What you should do: Lines that include the string "remote" are the ones to copy from the entries below.
[[ Data excerpts open ]]
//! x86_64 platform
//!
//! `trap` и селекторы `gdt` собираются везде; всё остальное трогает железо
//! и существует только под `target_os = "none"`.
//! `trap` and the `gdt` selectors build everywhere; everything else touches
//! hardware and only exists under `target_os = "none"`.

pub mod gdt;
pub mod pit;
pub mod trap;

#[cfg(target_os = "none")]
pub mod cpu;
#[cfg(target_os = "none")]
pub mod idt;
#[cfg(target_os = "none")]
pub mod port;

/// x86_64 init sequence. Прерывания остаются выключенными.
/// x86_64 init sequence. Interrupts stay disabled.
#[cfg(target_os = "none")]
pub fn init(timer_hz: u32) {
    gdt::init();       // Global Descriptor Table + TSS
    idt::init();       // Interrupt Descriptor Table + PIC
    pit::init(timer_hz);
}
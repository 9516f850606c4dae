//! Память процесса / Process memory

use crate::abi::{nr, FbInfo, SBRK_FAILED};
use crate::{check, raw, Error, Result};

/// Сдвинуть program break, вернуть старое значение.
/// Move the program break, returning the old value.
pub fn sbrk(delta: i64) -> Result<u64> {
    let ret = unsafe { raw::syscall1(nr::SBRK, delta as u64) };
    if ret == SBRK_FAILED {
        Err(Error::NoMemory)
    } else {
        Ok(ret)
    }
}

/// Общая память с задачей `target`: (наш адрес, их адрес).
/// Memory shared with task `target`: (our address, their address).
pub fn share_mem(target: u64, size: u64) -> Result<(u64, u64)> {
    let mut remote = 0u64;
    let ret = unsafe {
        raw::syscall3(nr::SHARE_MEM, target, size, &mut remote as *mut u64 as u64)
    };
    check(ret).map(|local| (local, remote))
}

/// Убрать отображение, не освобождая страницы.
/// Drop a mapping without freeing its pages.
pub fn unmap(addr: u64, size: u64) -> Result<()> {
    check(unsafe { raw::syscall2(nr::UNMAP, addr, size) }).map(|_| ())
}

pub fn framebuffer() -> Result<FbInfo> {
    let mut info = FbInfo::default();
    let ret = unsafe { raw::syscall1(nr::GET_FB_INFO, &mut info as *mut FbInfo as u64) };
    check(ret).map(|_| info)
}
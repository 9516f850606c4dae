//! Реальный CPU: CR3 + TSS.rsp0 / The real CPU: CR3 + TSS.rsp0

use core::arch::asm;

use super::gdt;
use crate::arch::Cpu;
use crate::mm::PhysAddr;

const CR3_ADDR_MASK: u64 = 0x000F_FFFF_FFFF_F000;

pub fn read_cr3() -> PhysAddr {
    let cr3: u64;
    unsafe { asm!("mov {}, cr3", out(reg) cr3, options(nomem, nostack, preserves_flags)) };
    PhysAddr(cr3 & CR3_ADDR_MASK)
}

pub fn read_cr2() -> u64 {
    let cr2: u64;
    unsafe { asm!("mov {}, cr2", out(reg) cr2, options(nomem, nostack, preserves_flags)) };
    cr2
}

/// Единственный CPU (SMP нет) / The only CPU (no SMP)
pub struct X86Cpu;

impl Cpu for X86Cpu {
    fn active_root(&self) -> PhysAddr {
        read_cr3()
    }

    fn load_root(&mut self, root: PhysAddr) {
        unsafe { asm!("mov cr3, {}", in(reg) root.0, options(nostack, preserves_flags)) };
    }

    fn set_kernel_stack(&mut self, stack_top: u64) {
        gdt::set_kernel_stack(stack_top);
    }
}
[[ Data excerpts closed ]]
Response to the task:
    let mut remote = 0u64;
        raw::syscall3(nr::SHARE_MEM, target, size, &mut remote as *mut u64 as u64)
    check(ret).map(|local| (local, remote))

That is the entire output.